◆ **Task objective**: Search the data for the word "zero" and copy every line that contains it.

◆ **Records for the task**:
»»

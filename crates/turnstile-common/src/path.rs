//! Lock path helpers
//!
//! Every lock key owns a child root `<base>/<key>`; contenders create
//! `<base>/<key>/lock-<seq>` nodes whose zero-padded suffix is assigned by the
//! coordination service.

use crate::error::TurnstileError;
use crate::{NODE_PREFIX, SEQUENCE_WIDTH};

/// Check that a lock key is usable as a single path segment.
///
/// Keys are opaque: anything non-empty is accepted except `/`, control
/// characters and the relative segments `.` and `..`.
///
/// # Examples
///
/// ```
/// use turnstile_common::is_valid_lock_key;
///
/// assert!(is_valid_lock_key("orders"));
/// assert!(is_valid_lock_key("tenant-1:invoice.pdf"));
/// assert!(is_valid_lock_key("order 42"));
/// assert!(is_valid_lock_key("user@example.com"));
/// assert!(is_valid_lock_key("订单"));
/// assert!(!is_valid_lock_key(""));
/// assert!(!is_valid_lock_key("a/b"));
/// assert!(!is_valid_lock_key(".."));
/// assert!(!is_valid_lock_key("line\nbreak"));
/// ```
pub fn is_valid_lock_key(key: &str) -> bool {
    !key.is_empty()
        && key != "."
        && key != ".."
        && !key.contains('/')
        && !key.chars().any(char::is_control)
}

/// Build the lock root for `key` under `base` (e.g. `/locks` + `orders` -> `/locks/orders`).
pub fn lock_root(base: &str, key: &str) -> Result<String, TurnstileError> {
    if !is_valid_lock_key(key) {
        return Err(TurnstileError::IllegalArgument(format!(
            "invalid lock key '{}'",
            key
        )));
    }
    Ok(join(base, key))
}

/// Path prefix handed to the coordination service for sequential creation.
pub fn node_prefix(root: &str) -> String {
    join(root, NODE_PREFIX)
}

/// Append a zero-padded sequence suffix to a prefix, the way the service names
/// sequential nodes.
pub fn sequential_name(prefix: &str, sequence: u64) -> String {
    format!("{}{:0width$}", prefix, sequence, width = SEQUENCE_WIDTH)
}

/// Parse the sequence suffix of a node name or full node path.
///
/// The whole trailing digit run is the sequence, so counters that outgrow
/// the padding still parse. Returns `None` when the last segment ends in
/// fewer than `SEQUENCE_WIDTH` digits or the value overflows.
pub fn parse_sequence(name_or_path: &str) -> Option<u64> {
    let name = node_name(name_or_path);
    let digits = name
        .bytes()
        .rev()
        .take_while(|b| b.is_ascii_digit())
        .count();
    if digits < SEQUENCE_WIDTH {
        return None;
    }
    name[name.len() - digits..].parse().ok()
}

/// Join a parent path and a child name.
pub fn join(parent: &str, child: &str) -> String {
    if parent.ends_with('/') {
        format!("{}{}", parent, child)
    } else {
        format!("{}/{}", parent, child)
    }
}

/// Last segment of a path.
pub fn node_name(path: &str) -> &str {
    match path.rfind('/') {
        Some(idx) => &path[idx + 1..],
        None => path,
    }
}

/// Parent of a path (`/` for top-level nodes).
pub fn parent(path: &str) -> &str {
    match path.rfind('/') {
        Some(0) => "/",
        Some(idx) => &path[..idx],
        None => "/",
    }
}
//! Turnstile Common - Shared types, configuration, and utilities
//!
//! This crate provides the foundational pieces used across all Turnstile components:
//! - Error types and error codes
//! - Layered configuration (defaults, file, environment)
//! - Lock path construction and sequence-suffix parsing
//! - Tracing initialisation

pub mod config;
pub mod error;
pub mod logging;
pub mod path;

// Re-exports for convenience
pub use config::{LockSettings, RetrySettings, SessionSettings, TurnstileConfig};
pub use error::{ErrorCode, TurnstileError};
pub use path::{is_valid_lock_key, lock_root, node_prefix, parse_sequence};

/// Default root under which every lock key gets its own child root
pub const DEFAULT_LOCKS_ROOT: &str = "/locks";

/// Name prefix of the ephemeral sequential nodes created under a lock root
pub const NODE_PREFIX: &str = "lock-";

/// Width of the zero-padded sequence suffix appended by the coordination service
pub const SEQUENCE_WIDTH: usize = 10;

/// Default end-to-end budget for a single acquisition attempt
pub const DEFAULT_ACQUIRE_TIMEOUT_MS: u64 = 30_000;

/// Default budget for waiting on a connected session
pub const DEFAULT_CONNECTION_TIMEOUT_MS: u64 = 30_000;

/// Default session timeout requested from the coordination service
pub const DEFAULT_SESSION_TIMEOUT_MS: u64 = 30_000;

/// Environment variable prefix for configuration overrides
pub const ENV_PREFIX: &str = "TURNSTILE";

««

◆ **Worked solution**:
//! `<base>/<key>/lock-<seq>` nodes whose zero-padded suffix is assigned by the
/// Append a zero-padded sequence suffix to a prefix, the way the service names
/// Width of the zero-padded sequence suffix appended by the coordination service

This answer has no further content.